**Directions for this task**.
Every line of the data that includes "match" should be copied out.
==== Task material
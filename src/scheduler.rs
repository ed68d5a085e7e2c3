//! Periodic cycle gate.
//!
//! The control loop never sleeps for a whole cycle.  Instead it polls a
//! [`Cadence`] with the current millisecond tick and runs a cycle only
//! when the period has elapsed, leaving the loop free to do other
//! lightweight work (watchdog feed, yield) in between.
//!
//! ```text
//!  tick ──▶ Cadence::ready(now) ──yes──▶ Sampler → Regulator → Actuator/Reporter
//!                   │
//!                   └──no──▶ return immediately
//! ```
//!
//! Ticks are `u32` milliseconds and wrap after ~49.7 days; all comparisons
//! use wrapping subtraction so the rollover is transparent.

/// Fixed-period tick gate.
#[derive(Debug, Clone, Copy)]
pub struct Cadence {
    period_ms: u32,
    /// Tick at which the last cycle ran; `None` until the first one.
    last_ms: Option<u32>,
}

impl Cadence {
    pub fn new(period_ms: u32) -> Self {
        Self {
            period_ms,
            last_ms: None,
        }
    }

    /// Returns `true` (and arms the next period) when a cycle is due.
    /// The very first poll is always due.
    pub fn ready(&mut self, now_ms: u32) -> bool {
        let due = match self.last_ms {
            None => true,
            Some(last) => now_ms.wrapping_sub(last) >= self.period_ms,
        };
        if due {
            self.last_ms = Some(now_ms);
        }
        due
    }

    /// Milliseconds until the next cycle is due (0 if already due).
    pub fn remaining_ms(&self, now_ms: u32) -> u32 {
        match self.last_ms {
            None => 0,
            Some(last) => self.period_ms.saturating_sub(now_ms.wrapping_sub(last)),
        }
    }

    pub fn period_ms(&self) -> u32 {
        self.period_ms
    }
}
========
**Answer to this problem**.
        let due = match self.last_ms {
        match self.last_ms {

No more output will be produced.